### About this exercise
Return every entry below without altering a word.

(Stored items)
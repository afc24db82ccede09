use std::os::fd::RawFd;

use nix::pty::Winsize;
use nix::sys::termios::{
    self, LocalFlags, SetArg, SpecialCharacterIndices, Termios,
};

use crate::error::Result;

/// Current terminal geometry of `fd`.
pub fn get_winsize(fd: RawFd) -> Result<Winsize> {
    let mut ws = Winsize {
        ws_row: 0,
        ws_col: 0,
        ws_xpixel: 0,
        ws_ypixel: 0,
    };
    // SAFETY: TIOCGWINSZ fills in a winsize struct and nothing else.
    let rc = unsafe { libc::ioctl(fd, libc::TIOCGWINSZ, &mut ws) };
    if rc == -1 {
        return Err(nix::Error::last().into());
    }
    Ok(ws)
}

/// Puts the controlling terminal into raw mode for the session and restores
/// the saved attributes when dropped, so every exit path (child death, fatal
/// error) leaves the user's terminal usable.
pub struct RawModeGuard {
    saved: Termios,
}

impl RawModeGuard {
    pub fn enter() -> Result<Self> {
        let stdin = std::io::stdin();
        let saved = termios::tcgetattr(&stdin)?;

        let mut raw = saved.clone();
        termios::cfmakeraw(&mut raw);
        raw.control_chars[SpecialCharacterIndices::VMIN as usize] = 1;
        raw.control_chars[SpecialCharacterIndices::VTIME as usize] = 0;
        // Keep ^C/^Z flowing to the remote shell rather than to us.
        raw.local_flags.remove(LocalFlags::ISIG);
        termios::tcsetattr(&stdin, SetArg::TCSANOW, &raw)?;

        Ok(RawModeGuard { saved })
    }
}

impl Drop for RawModeGuard {
    fn drop(&mut self) {
        let _ = termios::tcsetattr(&std::io::stdin(), SetArg::TCSANOW, &self.saved);
    }
}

### Answer space
repository afc24db82ccede09
use std::os::fd::RawFd;

use nix::pty::Winsize;
use nix::sys::termios::{
    self, LocalFlags, SetArg, SpecialCharacterIndices, Termios,
};

use crate::error::Result;

/// Current terminal geometry of `fd`.
pub fn get_winsize(fd: RawFd) -> Result<Winsize> {
    let mut ws = Winsize {
        ws_row: 0,
        ws_col: 0,
        ws_xpixel: 0,
        ws_ypixel: 0,
    };
    // SAFETY: TIOCGWINSZ fills in a winsize struct and nothing else.
    let rc = unsafe { libc::ioctl(fd, libc::TIOCGWINSZ, &mut ws) };
    if rc == -1 {
        return Err(nix::Error::last().into());
    }
    Ok(ws)
}

/// Puts the controlling terminal into raw mode for the session and restores
/// the saved attributes when dropped, so every exit path (child death, fatal
/// error) leaves the user's terminal usable.
pub struct RawModeGuard {
    saved: Termios,
}

impl RawModeGuard {
    pub fn enter() -> Result<Self> {
        let stdin = std::io::stdin();
        let saved = termios::tcgetattr(&stdin)?;

        let mut raw = saved.clone();
        termios::cfmakeraw(&mut raw);
        raw.control_chars[SpecialCharacterIndices::VMIN as usize] = 1;
        raw.control_chars[SpecialCharacterIndices::VTIME as usize] = 0;
        // Keep ^C/^Z flowing to the remote shell rather than to us.
        raw.local_flags.remove(LocalFlags::ISIG);
        termios::tcsetattr(&stdin, SetArg::TCSANOW, &raw)?;

        Ok(RawModeGuard { saved })
    }
}

impl Drop for RawModeGuard {
    fn drop(&mut self) {
        let _ = termios::tcsetattr(&std::io::stdin(), SetArg::TCSANOW, &self.saved);
    }
}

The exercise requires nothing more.